WHAT IS REQUIRED: The lines below may contain the word "action". Please count those that do and give the number alone.

DATASET EXTRACT:

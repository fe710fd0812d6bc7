//! Shared test helpers for CLI integration tests.

use std::path::{Path, PathBuf};

use assert_cmd::Command;
use assert_cmd::cargo::cargo_bin_cmd;
use tempfile::TempDir;

pub fn fixture_path(name: &str) -> PathBuf {
  PathBuf::from(env!("CARGO_MANIFEST_DIR"))
    .join("tests")
    .join("fixtures")
    .join(name)
}

pub fn fixture_content(name: &str) -> String {
  std::fs::read_to_string(fixture_path(name)).unwrap_or_else(|e| panic!("Failed to load fixture {}: {}", name, e))
}

/// Isolated test environment.
///
/// Each test gets its own store, config, data and cache directories, and runs
/// the binary from its own working directory.
pub struct TestEnv {
  pub temp: TempDir,
}

impl TestEnv {
  pub fn empty() -> Self {
    Self {
      temp: TempDir::new().unwrap(),
    }
  }

  /// Copies the package fixture to `packages.lua`.
  pub fn with_packages() -> Self {
    let env = Self::empty();
    env.write_file("packages.lua", &fixture_content("packages.lua"));
    env
  }

  /// Copies the flake fixture to `flake/flake.lua` and its input to `dep/flake.lua`.
  pub fn with_flake() -> Self {
    let env = Self::empty();
    env.write_file("flake/flake.lua", &fixture_content("flake.lua"));
    env.write_file("dep/flake.lua", &fixture_content("dep.lua"));
    env
  }

  pub fn path(&self) -> PathBuf {
    dunce::canonicalize(self.temp.path()).unwrap_or_else(|_| self.temp.path().to_path_buf())
  }

  pub fn packages_path(&self) -> PathBuf {
    self.path().join("packages.lua")
  }

  pub fn flake_dir(&self) -> PathBuf {
    self.path().join("flake")
  }

  /// Write a file relative to the temp directory.
  pub fn write_file(&self, relative_path: &str, content: &str) {
    let path = self.temp.path().join(relative_path);
    if let Some(parent) = path.parent() {
      std::fs::create_dir_all(parent).unwrap();
    }
    std::fs::write(&path, content).unwrap();
  }

  fn dir(&self, name: &str) -> PathBuf {
    let p = self.path().join(name);
    std::fs::create_dir_all(&p).unwrap();
    p
  }

  pub fn store_root(&self) -> PathBuf {
    self.dir("store-root")
  }

  pub fn config_path(&self) -> PathBuf {
    self.dir("config")
  }

  /// Store paths are named `<hash>-<name>` directly below this directory.
  pub fn store_dir(&self) -> PathBuf {
    self.store_root().join("store")
  }

  /// Get a pre-configured Command for the sprout binary.
  ///
  /// Sets environment variables for isolated testing:
  /// - `SPROUT_STORE`: isolated store root
  /// - `SPROUT_FLAKE_REGISTRY`: a global registry file that does not exist
  /// - `XDG_CONFIG_HOME`, `XDG_DATA_HOME`, `XDG_CACHE_HOME`: isolated directories
  pub fn sprout_cmd(&self) -> Command {
    let mut cmd: Command = cargo_bin_cmd!("sprout");
    cmd.current_dir(self.path());
    cmd.env_remove("RUST_LOG");
    cmd.env("SPROUT_STORE", self.store_root());
    cmd.env("SPROUT_FLAKE_REGISTRY", self.path().join("global-registry.json"));
    cmd.env("XDG_CONFIG_HOME", self.config_path());
    cmd.env("XDG_DATA_HOME", self.dir("data"));
    cmd.env("XDG_CACHE_HOME", self.dir("cache"));
    cmd
  }

  /// `sprout <args> -f packages.lua`.
  pub fn with_file(&self, args: &[&str]) -> Command {
    let mut cmd = self.sprout_cmd();
    cmd.args(args).arg("-f").arg(self.packages_path());
    cmd
  }

  /// Run a command expected to succeed and return its trimmed stdout.
  pub fn stdout_of(cmd: &mut Command) -> String {
    let output = cmd.assert().success().get_output().stdout.clone();
    String::from_utf8(output).unwrap().trim().to_string()
  }
}

/// Whether `path` names a store entry ending in `-<name>`.
pub fn is_store_path(path: &Path, store_dir: &Path, name: &str) -> bool {
  path.parent() == Some(store_dir)
    && path
      .file_name()
      .and_then(|n| n.to_str())
      .is_some_and(|n| n.ends_with(&format!("-{name}")))
}
use clap::Args;

use sprout_lib::flake::LockFileMode;

/// How the lock file of a flake may be changed.
#[derive(Debug, Clone, Args)]
pub struct FlakeLockArgs {
  /// Ignore the existing lock file and lock every input again
  #[arg(long = "recreate-lock-file")]
  pub recreate_lock_file: bool,

  /// Do not write an updated lock file
  #[arg(long = "no-update-lock-file", action = clap::ArgAction::SetFalse)]
  pub save_lock_file: bool,

  /// Do not look up flake ids in the registries
  #[arg(long = "no-registries", action = clap::ArgAction::SetFalse)]
  pub use_registries: bool,
}

impl Default for FlakeLockArgs {
  fn default() -> Self {
    Self {
      recreate_lock_file: false,
      save_lock_file: true,
      use_registries: true,
    }
  }
}

impl FlakeLockArgs {
  pub fn lock_file_mode(&self) -> LockFileMode {
    LockFileMode::from_flags(self.recreate_lock_file, self.save_lock_file, self.use_registries)
  }
}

TASK RESULT: 2